Count 1 alleges that Bill Wells engaged in repeated acts which a person is only guilty of if all twelve people think that there were three incidents within this specified time period. They have now moved the specified time period, and you cannot consider whether one of those three acts was what [the daughter] discussed on October 2nd. You cannot consider that.

It's a separate action. It's a separate charge rather.

¶ 14 The prosecutor also discussed this issue in his rebuttal argument, stating:

I want to address one and only one issue that was raised by the defense counsel and that is the change in the charging document. . . . [T]he District Attorney has the discretion to charge certain matters. In review of the various things together with what was on the record, it was decided to change the charging document, to move the date of the incest charge out of the time frame that I charged for the group of offenses. By doing that, there is still more than three offenses within the time period that I have alleged. The burden has not changed. The elements have not changed on the offense. They have their separate and distinct elements. Count 1 still has more than three charges or three events that occurred. So, therefore, that does not affect the charge in Count 1. Count 2 is a separate and distinct act, and you can make a decision on that charge.

¶ 15 As contended by the State, these statements echoed the trial court's instruction that the jury had to unanimously agree that at least three sexual assaults occurred from February 2002 to October 1, 2003, in order to convict Wells of the repeated sexual assault charge. They also underscored for the jury that it could not use the October 2, 2003 sexual assault on which the incest charge was based as grounds for convicting Wells of the repeated sexual assault charge.

¶ 16 On appeal, Wells objects that confusion arose because the trial court read WIS JI — CRIMINAL 255A (2000) to the jury, stating:

If you find that the offense charged was committed by the defendant, it is not necessary for the State to prove that the offense was committed on a specific date. If the evidence shows beyond a reasonable doubt that the offense was committed during the time period alleged in the information, that is sufficient.
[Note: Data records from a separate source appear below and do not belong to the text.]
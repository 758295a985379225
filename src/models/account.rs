use chrono::{DateTime, Utc};
use serde::{Deserialize, Serialize};
use std::fmt;

use crate::constants::{MAX_EMAIL_LEN, MAX_PERSON_NAME_LEN};

/// Account row as stored in the `accounts` table
///
/// Carries the password digest, so it is never serialized directly.
/// Use [`Account::to_public_view`] for anything leaving the server.
#[derive(Clone, sqlx::FromRow)]
pub struct Account {
    /// UUID v4, immutable
    pub id: String,
    /// Lower-cased, trimmed email
    pub email: String,
    pub first_name: String,
    pub last_name: String,
    /// Argon2id PHC string
    pub password_hash: String,
    pub created_at: DateTime<Utc>,
}

impl fmt::Debug for Account {
    fn fmt(&self, f: &mut fmt::Formatter<'_>) -> fmt::Result {
        f.debug_struct("Account")
            .field("id", &self.id)
            .field("email", &self.email)
            .field("first_name", &self.first_name)
            .field("last_name", &self.last_name)
            .field("password_hash", &"[redacted]")
            .field("created_at", &self.created_at)
            .finish()
    }
}

/// Account model for API responses
#[derive(Debug, Clone, PartialEq, Serialize, Deserialize)]
pub struct AccountView {
    pub id: String,
    pub email: String,
    pub first_name: String,
    pub last_name: String,
    pub created_at: DateTime<Utc>,
}

impl Account {
    pub fn to_public_view(&self) -> AccountView {
        AccountView {
            id: self.id.clone(),
            email: self.email.clone(),
            first_name: self.first_name.clone(),
            last_name: self.last_name.clone(),
            created_at: self.created_at,
        }
    }

    /// Canonical form used for storage and lookup
    pub fn normalize_email(email: &str) -> String {
        email.trim().to_lowercase()
    }

    /// Validate a normalized email: `local@domain`, both parts non-empty
    pub fn validate_email(email: &str) -> bool {
        if email.is_empty() || email.chars().count() > MAX_EMAIL_LEN {
            return false;
        }
        if email.chars().any(char::is_whitespace) {
            return false;
        }
        match email.split_once('@') {
            Some((local, domain)) => !local.is_empty() && !domain.is_empty() && !domain.contains('@'),
            None => false,
        }
    }

    /// First and last names are optional but bounded
    pub fn validate_person_name(name: &str) -> bool {
        name.chars().count() <= MAX_PERSON_NAME_LEN
    }
}
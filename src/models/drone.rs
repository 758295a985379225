use chrono::{DateTime, Utc};
use rust_decimal::Decimal;
use serde::{Deserialize, Serialize};
use std::str::FromStr;

use crate::constants::*;
use crate::error::{AppError, Result};

/// Descriptive attributes of a drone, validated
#[derive(Debug, Clone, PartialEq, Serialize, Deserialize)]
pub struct DroneAttributes {
    pub name: String,
    pub description: Option<String>,
    pub price: Decimal,
    pub cam_quality: Option<String>,
    pub flight_time: Option<String>,
    pub max_speed: Option<String>,
    pub dimensions: Option<String>,
    pub weight: Option<String>,
    /// Cost of production
    pub cost_of_prod: Option<Decimal>,
    pub series: String,
}

/// Drone payload as submitted by a client
///
/// Every field is optional here so that a missing required field is reported
/// as a validation error rather than a JSON decoding failure.
#[derive(Debug, Clone, Default, Deserialize)]
pub struct DroneSubmission {
    pub name: Option<String>,
    pub description: Option<String>,
    pub price: Option<Decimal>,
    pub cam_quality: Option<String>,
    pub flight_time: Option<String>,
    pub max_speed: Option<String>,
    pub dimensions: Option<String>,
    pub weight: Option<String>,
    pub cost_of_prod: Option<Decimal>,
    pub series: Option<String>,
}

impl DroneSubmission {
    /// Check that required fields are present, then validate the result
    pub fn into_attributes(self) -> Result<DroneAttributes> {
        let attributes = DroneAttributes {
            name: self.name.ok_or_else(|| missing("name"))?,
            description: self.description,
            price: self.price.ok_or_else(|| missing("price"))?,
            cam_quality: self.cam_quality,
            flight_time: self.flight_time,
            max_speed: self.max_speed,
            dimensions: self.dimensions,
            weight: self.weight,
            cost_of_prod: self.cost_of_prod,
            series: self.series.ok_or_else(|| missing("series"))?,
        };
        attributes.validate()?;
        Ok(attributes)
    }
}

fn missing(field: &str) -> AppError {
    AppError::Validation(format!("Field '{}' is required", field))
}

fn check_required(field: &str, value: &str, max_len: usize) -> Result<()> {
    if value.trim().is_empty() {
        return Err(AppError::Validation(format!("Field '{}' must not be blank", field)));
    }
    check_len(field, value, max_len)
}

fn check_len(field: &str, value: &str, max_len: usize) -> Result<()> {
    if value.chars().count() > max_len {
        return Err(AppError::Validation(format!(
            "Field '{}' must be at most {} characters",
            field, max_len
        )));
    }
    Ok(())
}

fn check_optional(field: &str, value: &Option<String>, max_len: usize) -> Result<()> {
    match value {
        Some(v) => check_len(field, v, max_len),
        None => Ok(()),
    }
}

/// NUMERIC(10, 2): non-negative, two fractional digits, eight integer digits
fn check_money(field: &str, value: &Decimal) -> Result<()> {
    if value.is_sign_negative() && !value.is_zero() {
        return Err(AppError::Validation(format!("Field '{}' must not be negative", field)));
    }
    if value.normalize().scale() > MONEY_SCALE {
        return Err(AppError::Validation(format!(
            "Field '{}' allows at most {} decimal places",
            field, MONEY_SCALE
        )));
    }
    let ceiling = Decimal::from(10i64.pow(MONEY_PRECISION - MONEY_SCALE));
    if value.abs() >= ceiling {
        return Err(AppError::Validation(format!(
            "Field '{}' is too large",
            field
        )));
    }
    Ok(())
}

impl DroneAttributes {
    pub fn validate(&self) -> Result<()> {
        check_required("name", &self.name, MAX_DRONE_NAME_LEN)?;
        check_required("series", &self.series, MAX_SERIES_LEN)?;
        check_optional("description", &self.description, MAX_DESCRIPTION_LEN)?;
        check_optional("cam_quality", &self.cam_quality, MAX_CAM_QUALITY_LEN)?;
        check_optional("flight_time", &self.flight_time, MAX_FLIGHT_TIME_LEN)?;
        check_optional("max_speed", &self.max_speed, MAX_SPEED_LEN)?;
        check_optional("dimensions", &self.dimensions, MAX_DIMENSIONS_LEN)?;
        check_optional("weight", &self.weight, MAX_WEIGHT_LEN)?;
        check_money("price", &self.price)?;
        if let Some(cost) = &self.cost_of_prod {
            check_money("cost_of_prod", cost)?;
        }
        Ok(())
    }

    /// Money fields rescaled to exactly two fractional digits
    ///
    /// Call after `validate`, which guarantees the rescale is exact.
    pub fn at_money_scale(mut self) -> Self {
        self.price.rescale(MONEY_SCALE);
        if let Some(cost) = self.cost_of_prod.as_mut() {
            cost.rescale(MONEY_SCALE);
        }
        self
    }
}

/// A drone record together with its owner
#[derive(Debug, Clone, PartialEq)]
pub struct Drone {
    /// URL-safe random id
    pub id: String,
    /// Id of the owning account
    pub owner_id: String,
    pub created_at: DateTime<Utc>,
    pub attributes: DroneAttributes,
}

/// Public projection of a drone: owner and timestamps stay internal
#[derive(Debug, Clone, PartialEq, Serialize, Deserialize)]
pub struct DroneView {
    pub id: String,
    pub name: String,
    pub description: Option<String>,
    pub price: Decimal,
    pub cam_quality: Option<String>,
    pub flight_time: Option<String>,
    pub max_speed: Option<String>,
    pub dimensions: Option<String>,
    pub weight: Option<String>,
    pub cost_of_prod: Option<Decimal>,
    pub series: String,
}

impl Drone {
    pub fn to_public_view(&self) -> DroneView {
        let a = &self.attributes;
        DroneView {
            id: self.id.clone(),
            name: a.name.clone(),
            description: a.description.clone(),
            price: a.price,
            cam_quality: a.cam_quality.clone(),
            flight_time: a.flight_time.clone(),
            max_speed: a.max_speed.clone(),
            dimensions: a.dimensions.clone(),
            weight: a.weight.clone(),
            cost_of_prod: a.cost_of_prod,
            series: a.series.clone(),
        }
    }
}

/// Raw `drones` row; money columns are stored as decimal text
#[derive(Debug, Clone, sqlx::FromRow)]
pub struct DroneRow {
    pub id: String,
    pub name: String,
    pub description: Option<String>,
    pub price: String,
    pub cam_quality: Option<String>,
    pub flight_time: Option<String>,
    pub max_speed: Option<String>,
    pub dimensions: Option<String>,
    pub weight: Option<String>,
    pub cost_of_prod: Option<String>,
    pub series: String,
    pub owner_id: String,
    pub created_at: DateTime<Utc>,
}

impl TryFrom<DroneRow> for Drone {
    type Error = AppError;

    fn try_from(row: DroneRow) -> Result<Self> {
        let price = Decimal::from_str(&row.price)?;
        let cost_of_prod = row
            .cost_of_prod
            .as_deref()
            .map(Decimal::from_str)
            .transpose()?;

        Ok(Drone {
            id: row.id,
            owner_id: row.owner_id,
            created_at: row.created_at,
            attributes: DroneAttributes {
                name: row.name,
                description: row.description,
                price,
                cam_quality: row.cam_quality,
                flight_time: row.flight_time,
                max_speed: row.max_speed,
                dimensions: row.dimensions,
                weight: row.weight,
                cost_of_prod,
                series: row.series,
            },
        })
    }
}

#[cfg(test)]
mod tests {
    use super::*;

    fn submission() -> DroneSubmission {
        DroneSubmission {
            name: Some("Mavic Air".to_string()),
            description: Some("Foldable quadcopter".to_string()),
            price: Some(Decimal::from_str("899.99").unwrap()),
            cam_quality: Some("4K HDR".to_string()),
            flight_time: Some("34 min".to_string()),
            max_speed: Some("68 km/h".to_string()),
            dimensions: Some("183x253x77 mm".to_string()),
            weight: Some("570 g".to_string()),
            cost_of_prod: Some(Decimal::from_str("310.50").unwrap()),
            series: Some("Air".to_string()),
        }
    }

    fn assert_validation<T: std::fmt::Debug>(result: Result<T>, needle: &str) {
        match result {
            Err(AppError::Validation(msg)) => assert!(msg.contains(needle), "{msg}"),
            other => panic!("expected validation error, got {:?}", other),
        }
    }

    #[test]
    fn test_valid_submission() {
        let attributes = submission().into_attributes().unwrap();
        assert_eq!(attributes.name, "Mavic Air");
        assert_eq!(attributes.price, Decimal::from_str("899.99").unwrap());
    }

    #[test]
    fn test_missing_required_fields() {
        let mut s = submission();
        s.name = None;
        assert_validation(s.into_attributes(), "name");

        let mut s = submission();
        s.price = None;
        assert_validation(s.into_attributes(), "price");

        let mut s = submission();
        s.series = None;
        assert_validation(s.into_attributes(), "series");
    }

    #[test]
    fn test_optional_fields_may_be_absent() {
        let s = DroneSubmission {
            name: Some("Tiny Whoop".to_string()),
            price: Some(Decimal::from(49)),
            series: Some("Micro".to_string()),
            ..Default::default()
        };
        let attributes = s.into_attributes().unwrap();
        assert!(attributes.description.is_none());
        assert!(attributes.cost_of_prod.is_none());
    }

    #[test]
    fn test_blank_required_field_rejected() {
        let mut s = submission();
        s.name = Some("   ".to_string());
        assert_validation(s.into_attributes(), "blank");
    }

    #[test]
    fn test_length_limits() {
        let mut s = submission();
        s.weight = Some("w".repeat(MAX_WEIGHT_LEN + 1));
        assert_validation(s.into_attributes(), "weight");

        let mut s = submission();
        s.description = Some("d".repeat(MAX_DESCRIPTION_LEN));
        assert!(s.into_attributes().is_ok());
    }

    #[test]
    fn test_money_rules() {
        let mut s = submission();
        s.price = Some(Decimal::from_str("-1.00").unwrap());
        assert_validation(s.into_attributes(), "negative");

        let mut s = submission();
        s.price = Some(Decimal::from_str("1.999").unwrap());
        assert_validation(s.into_attributes(), "decimal places");

        let mut s = submission();
        s.price = Some(Decimal::from_str("1.500").unwrap());
        assert!(s.into_attributes().is_ok());

        let mut s = submission();
        s.cost_of_prod = Some(Decimal::from_str("99999999.99").unwrap());
        assert!(s.into_attributes().is_ok());

        let mut s = submission();
        s.cost_of_prod = Some(Decimal::from_str("100000000").unwrap());
        assert_validation(s.into_attributes(), "too large");
    }

    #[test]
    fn test_money_rescaled_to_two_places() {
        let mut s = submission();
        s.price = Some(Decimal::from_str("1.500").unwrap());
        s.cost_of_prod = Some(Decimal::from(5));
        let attributes = s.into_attributes().unwrap().at_money_scale();

        assert_eq!(attributes.price.to_string(), "1.50");
        assert_eq!(attributes.cost_of_prod.unwrap().to_string(), "5.00");
    }

    #[test]
    fn test_public_view_fields() {
        let drone = Drone {
            id: "abc".to_string(),
            owner_id: "owner-1".to_string(),
            created_at: Utc::now(),
            attributes: submission().into_attributes().unwrap(),
        };
        let json = serde_json::to_value(drone.to_public_view()).unwrap();
        let mut keys: Vec<&str> = json.as_object().unwrap().keys().map(String::as_str).collect();
        keys.sort_unstable();

        assert_eq!(
            keys,
            vec![
                "cam_quality",
                "cost_of_prod",
                "description",
                "dimensions",
                "flight_time",
                "id",
                "max_speed",
                "name",
                "price",
                "series",
                "weight",
            ]
        );
        assert!(!json.to_string().contains("owner-1"));
    }

    #[test]
    fn test_row_conversion_parses_money() {
        let row = DroneRow {
            id: "abc".to_string(),
            name: "Mavic Air".to_string(),
            description: None,
            price: "899.99".to_string(),
            cam_quality: None,
            flight_time: None,
            max_speed: None,
            dimensions: None,
            weight: None,
            cost_of_prod: Some("310.5".to_string()),
            series: "Air".to_string(),
            owner_id: "owner-1".to_string(),
            created_at: Utc::now(),
        };
        let drone = Drone::try_from(row).unwrap();
        assert_eq!(drone.attributes.price, Decimal::from_str("899.99").unwrap());
        assert_eq!(drone.attributes.cost_of_prod, Some(Decimal::from_str("310.50").unwrap()));
    }

    #[test]
    fn test_row_conversion_rejects_garbage_money() {
        let row = DroneRow {
            id: "abc".to_string(),
            name: "x".to_string(),
            description: None,
            price: "not-a-number".to_string(),
            cam_quality: None,
            flight_time: None,
            max_speed: None,
            dimensions: None,
            weight: None,
            cost_of_prod: None,
            series: "s".to_string(),
            owner_id: "o".to_string(),
            created_at: Utc::now(),
        };
        assert!(matches!(Drone::try_from(row), Err(AppError::Decimal(_))));
    }
}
¶ 17 Wells' objection to this instruction was waived when he failed to object to it at the jury instruction conference or at any other point during trial. See State v. Koch , 144 Wis. 2d 838, 850, 426 N.W.2d 586 (1988); WIS. STAT. §§ 805.13(3) and 972.11(1).

¶ 18 Even on the merits, we reject Wells' claim that the trial court's decision to read WIS JI — CRIMINAL 255A provides a basis for relief on appeal. Wells relies on Jensen v. State , 36 Wis. 2d 598, 604-05, 153 N.W.2d 566 (1967), rehearing denied, 154 N.W.2d 769 (1967), which indicated that a related instruction, WIS JI — CRIMINAL 255, "was designed for a fact situation in which one offense only is alleged, or where, if there are multiple offenses, there is absolutely no confusion in anyone's mind as to their separateness in time."
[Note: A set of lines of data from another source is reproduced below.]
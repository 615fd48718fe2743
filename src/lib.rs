//! Search for cheap sets of chess pieces that cover every cell of a small square board.
//!
//! A cell is covered when some piece on the board attacks it; occupied cells count too.
//! [`search::run`] explores placements best-first over a pool of worker threads and reports
//! every complete covering that beats the current score bound.

pub mod board;
pub mod chess;
pub mod config;
pub mod core;
pub mod error;
pub mod search;
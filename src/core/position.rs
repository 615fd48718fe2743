use std::fmt;

use crate::core::offset::Offset;

/// Largest supported board dimension.
///
/// Positions are packed with this fixed stride regardless of the configured board size, so a
/// `Position` means the same cell on every board and fits into a single `u8`.
pub const MAX_BOARD_SIZE: usize = 8;

/// Number of addressable cells (`MAX_BOARD_SIZE²`).
pub const MAX_AREA: usize = MAX_BOARD_SIZE * MAX_BOARD_SIZE;

const STRIDE: u8 = MAX_BOARD_SIZE as u8;

/// A board cell packed row-major into a single byte.
#[derive(Debug, Clone, Copy, PartialEq, Eq, Hash, PartialOrd, Ord)]
pub struct Position(u8);

impl Position {
    /// Build a position without checking it against a board size.
    ///
    /// Intended for iteration over cells that are already known to be in range.
    #[inline]
    pub const fn new(row: u8, col: u8) -> Self {
        debug_assert!(row < STRIDE && col < STRIDE);
        Position(row * STRIDE + col)
    }

    /// Build a position, returning `None` when `(row, col)` is outside a `size × size` board.
    #[inline]
    pub fn checked(row: i16, col: i16, size: u8) -> Option<Self> {
        let size = size as i16;
        if row < 0 || row >= size || col < 0 || col >= size {
            return None;
        }
        Some(Position::new(row as u8, col as u8))
    }

    #[inline]
    pub const fn from_index(index: usize) -> Self {
        debug_assert!(index < MAX_AREA);
        Position(index as u8)
    }

    #[inline]
    pub const fn index(self) -> usize {
        self.0 as usize
    }

    #[inline]
    pub const fn row(self) -> u8 {
        self.0 / STRIDE
    }

    #[inline]
    pub const fn col(self) -> u8 {
        self.0 % STRIDE
    }

    /// Step by `offset`, clipped to a `size × size` board.
    #[inline]
    pub fn offset(self, offset: Offset, size: u8) -> Option<Position> {
        Position::checked(
            self.row() as i16 + offset.dr as i16,
            self.col() as i16 + offset.dc as i16,
            size,
        )
    }

    /// Step by `offset` without bounds checking.
    ///
    /// The caller must already know the destination is on the board; stepping off the edge
    /// produces a position on a different row (or an out-of-range index).
    #[inline]
    pub fn offset_unchecked(self, offset: Offset) -> Position {
        Position((self.0 as i16 + offset.linear(STRIDE as i16)) as u8)
    }

    /// All cells of a `size × size` board, in row-major order.
    pub fn all(size: u8) -> impl Iterator<Item = Position> {
        (0..size).flat_map(move |row| (0..size).map(move |col| Position::new(row, col)))
    }
}

impl fmt::Display for Position {
    fn fmt(&self, f: &mut fmt::Formatter<'_>) -> fmt::Result {
        write!(f, "({}, {})", self.row(), self.col())
    }
}

#[cfg(test)]
mod tests {
    use super::*;

    #[test]
    fn packs_row_major_with_fixed_stride() {
        let p = Position::new(2, 5);
        assert_eq!(p.index(), 2 * MAX_BOARD_SIZE + 5);
        assert_eq!((p.row(), p.col()), (2, 5));
        assert_eq!(Position::from_index(p.index()), p);
    }

    #[test]
    fn checked_offsets_clip_to_board_size() {
        let corner = Position::new(0, 0);
        assert_eq!(corner.offset(Offset::new(-1, 0), 8), None);
        assert_eq!(corner.offset(Offset::new(0, -1), 8), None);
        assert_eq!(corner.offset(Offset::new(2, 1), 8), Some(Position::new(2, 1)));

        let edge = Position::new(2, 2);
        assert_eq!(edge.offset(Offset::new(1, 0), 3), None);
        assert_eq!(edge.offset(Offset::new(1, 0), 4), Some(Position::new(3, 2)));
    }

    #[test]
    fn unchecked_offset_matches_checked_in_range() {
        let p = Position::new(4, 4);
        for (dr, dc) in [(1, 2), (-2, 1), (-1, -1), (3, -4)] {
            let step = Offset::new(dr, dc);
            assert_eq!(Some(p.offset_unchecked(step)), p.offset(step, 8));
        }
    }

    #[test]
    fn all_covers_exactly_the_board() {
        assert_eq!(Position::all(3).count(), 9);
        assert!(Position::all(3).all(|p| p.row() < 3 && p.col() < 3));
        assert_eq!(Position::all(8).count(), MAX_AREA);
    }
}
¶ 19 We conclude that the evidence, argument and instructions, as presented to the jury, left no confusion as to the separateness in time of the incest and repeated sexual assault charges, and the separate acts that had to be found to convict Wells on both counts. In making this determination, we also reject Wells' argument that the trial court's use of the words "on or about" October 2, 2003 when it instructed the jury on the incest charge compels relief. The evidence and jury instructions, when combined with the closing arguments, made clear to the jury that an incest conviction had to be based upon the incident that occurred on October 2, 2003, while a repeated sexual assault conviction had to be based upon three incidents occurring from February 2002 to October 1, 2003. No confusion therefore arose from the instruction as given by the trial court, and no basis exists to vacate the incest conviction on the ground that the jury may have felt free to use the same act as the basis for both convictions.
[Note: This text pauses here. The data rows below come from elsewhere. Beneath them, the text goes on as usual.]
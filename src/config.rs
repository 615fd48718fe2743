//! Search configuration.
//!
//! `SearchConfig::default()` is the classic 8×8 problem with the bound of 28 points; every
//! field can be overridden from JSON (missing fields keep their defaults) or by the CLI.

use std::fs;
use std::path::Path;
use std::time::Duration;

use serde::{Deserialize, Serialize};

use crate::board::{validate_size, RenderMode};
use crate::core::position::MAX_BOARD_SIZE;
use crate::error::CoverageError;

/// Worker input queue slots per worker.
pub const WORK_QUEUE_FACTOR: usize = 8;

/// Worker output queue slots per worker and board cell: five placements plus one reduction.
pub const RESULT_QUEUE_FACTOR: usize = 5 + 1;

#[derive(Debug, Clone, PartialEq, Serialize, Deserialize)]
#[serde(default)]
pub struct SearchConfig {
    pub board_size: u8,
    /// Upper bound on the score of any state worth expanding.
    pub initial_bound: u32,
    pub workers: usize,
    pub work_queue_factor: usize,
    /// Stop early after this many seconds.
    pub deadline_secs: Option<f64>,
    pub render_mode: RenderMode,
}

impl Default for SearchConfig {
    fn default() -> Self {
        Self {
            board_size: MAX_BOARD_SIZE as u8,
            // Best known score for the 8×8 board.
            initial_bound: 28,
            workers: default_workers(),
            work_queue_factor: WORK_QUEUE_FACTOR,
            deadline_secs: None,
            render_mode: RenderMode::SupportCounts,
        }
    }
}

/// One core is left for the frontier manager.
pub fn default_workers() -> usize {
    num_cpus::get().saturating_sub(1).max(1)
}

impl SearchConfig {
    pub fn validate(&self) -> Result<(), CoverageError> {
        validate_size(self.board_size)?;
        if self.workers == 0 {
            return Err(CoverageError::InvalidConfig {
                reason: "workers must be >= 1".to_string(),
            });
        }
        if self.work_queue_factor == 0 {
            return Err(CoverageError::InvalidConfig {
                reason: "work_queue_factor must be >= 1".to_string(),
            });
        }
        if let Some(secs) = self.deadline_secs {
            if Duration::try_from_secs_f64(secs).is_err() {
                return Err(CoverageError::InvalidConfig {
                    reason: format!("deadline_secs must be a representable duration, got {secs}"),
                });
            }
        }
        Ok(())
    }

    pub fn deadline(&self) -> Option<Duration> {
        self.deadline_secs
            .and_then(|secs| Duration::try_from_secs_f64(secs).ok())
    }

    pub fn work_queue_capacity(&self) -> usize {
        self.workers * self.work_queue_factor
    }

    pub fn result_queue_capacity(&self) -> usize {
        let area = self.board_size as usize * self.board_size as usize;
        self.workers * area * RESULT_QUEUE_FACTOR
    }

    pub fn from_json_str(text: &str) -> Result<Self, CoverageError> {
        serde_json::from_str(text).map_err(|source| CoverageError::Json {
            stage: "config",
            source,
        })
    }

    pub fn load(path: &Path) -> Result<Self, CoverageError> {
        let text = fs::read_to_string(path).map_err(|source| CoverageError::Io {
            stage: "config",
            path: path.display().to_string(),
            source,
        })?;
        Self::from_json_str(&text)
    }
}

#[cfg(test)]
mod tests {
    use super::*;

    #[test]
    fn missing_fields_keep_defaults() {
        let config = SearchConfig::from_json_str(r#"{"board_size": 4, "deadline_secs": 1.5}"#).unwrap();
        assert_eq!(config.board_size, 4);
        assert_eq!(config.initial_bound, 28);
        assert_eq!(config.work_queue_factor, WORK_QUEUE_FACTOR);
        assert_eq!(config.deadline(), Some(Duration::from_millis(1500)));
        assert!(config.validate().is_ok());
    }

    #[test]
    fn render_mode_is_snake_case() {
        let config = SearchConfig::from_json_str(r#"{"render_mode": "pieces"}"#).unwrap();
        assert_eq!(config.render_mode, RenderMode::Pieces);
    }

    #[test]
    fn rejects_bad_values() {
        let mut config = SearchConfig {
            board_size: 9,
            ..SearchConfig::default()
        };
        assert!(matches!(config.validate(), Err(CoverageError::InvalidConfig { .. })));

        config.board_size = 3;
        config.workers = 0;
        assert!(matches!(config.validate(), Err(CoverageError::InvalidConfig { .. })));

        config.workers = 2;
        config.deadline_secs = Some(-1.0);
        assert!(matches!(config.validate(), Err(CoverageError::InvalidConfig { .. })));
    }

    #[test]
    fn rejects_deadlines_that_are_not_durations() {
        for secs in [1e300, f64::NAN, f64::INFINITY, -0.5] {
            let config = SearchConfig {
                deadline_secs: Some(secs),
                ..SearchConfig::default()
            };
            assert!(
                matches!(config.validate(), Err(CoverageError::InvalidConfig { .. })),
                "accepted deadline {secs}"
            );
            assert_eq!(config.deadline(), None);
        }
    }

    #[test]
    fn queue_capacities_scale_with_workers() {
        let config = SearchConfig {
            board_size: 3,
            workers: 2,
            ..SearchConfig::default()
        };
        assert_eq!(config.work_queue_capacity(), 16);
        assert_eq!(config.result_queue_capacity(), 2 * 9 * 6);
    }

    #[test]
    fn malformed_json_is_a_json_error() {
        assert!(matches!(
            SearchConfig::from_json_str("{ not json"),
            Err(CoverageError::Json { .. })
        ));
    }
}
Although we have considered the merits of Wells' objection to the trial court's use of the words "on or about" October 2, 2003 when it instructed the jury on the incest charge, we also conclude that Wells waived this argument by failing to object to the inclusion of this language in the information as amended at trial, and by failing to object to the instruction until after trial. See State v. Gove , 148 Wis. 2d 936, 940-41, 437 N.W.2d 218 (1989); State v. Koch , 144 Wis. 2d 838, 850, 426 N.W.2d 586 (1988).

¶ 20 The second issue raised by Wells is whether the trial court erred when it permitted a videotaped statement of the victim to be admitted at trial. The videotape was a recording of an interview conducted at a hospital ten days after the victim first reported to school personnel and the police that Wells had sexually assaulted her.

After the videotape was played at trial, the prosecutor and defense counsel questioned the victim on direct examination, cross examination, and redirect and recross examination.

¶ 21 The victim was fourteen years old at the time of trial. The videotaped statement of a child who is at least twelve years of age but younger than sixteen years of age shall be admitted at trial if it satisfies the criteria of WIS. STAT. § 908.08(3)(b) through (e), and the interests of justice warrant its admission. WIS. STAT. § 908.08(3)(a)2. and (4). We will uphold a trial court's decision admitting a videotaped statement under § 908.08(4) when its reasoning process is reflected in the record, and it exercised its discretion in accordance with the proper legal standards and the facts of the case. State v. Tarantino , 157 Wis. 2d 199, 211, 458 N.W.2d 582 (Ct.App. 1990).

¶ 22 WISCONSIN STAT. § 908.08(4) lists nine factors that the trial court may take into consideration in determining whether the interests of justice are satisfied, including:

(a) The child's chronological age, level of development and capacity to comprehend the significance of the events and to verbalize about them.

(b) The child's general physical and mental health.

(c) Whether the events about which the child's statement is made constituted criminal or antisocial conduct against the child or a person with whom the child had a close emotional relationship and, if the conduct constituted a battery or a sexual assault, its duration and the extent of physical or emotional injury thereby caused.

(d) The child's custodial situation and the attitude of other household members to the events about which the child's statement is made and to the underlying proceeding.

(e) The child's familial or emotional relationship to those involved in the underlying proceeding.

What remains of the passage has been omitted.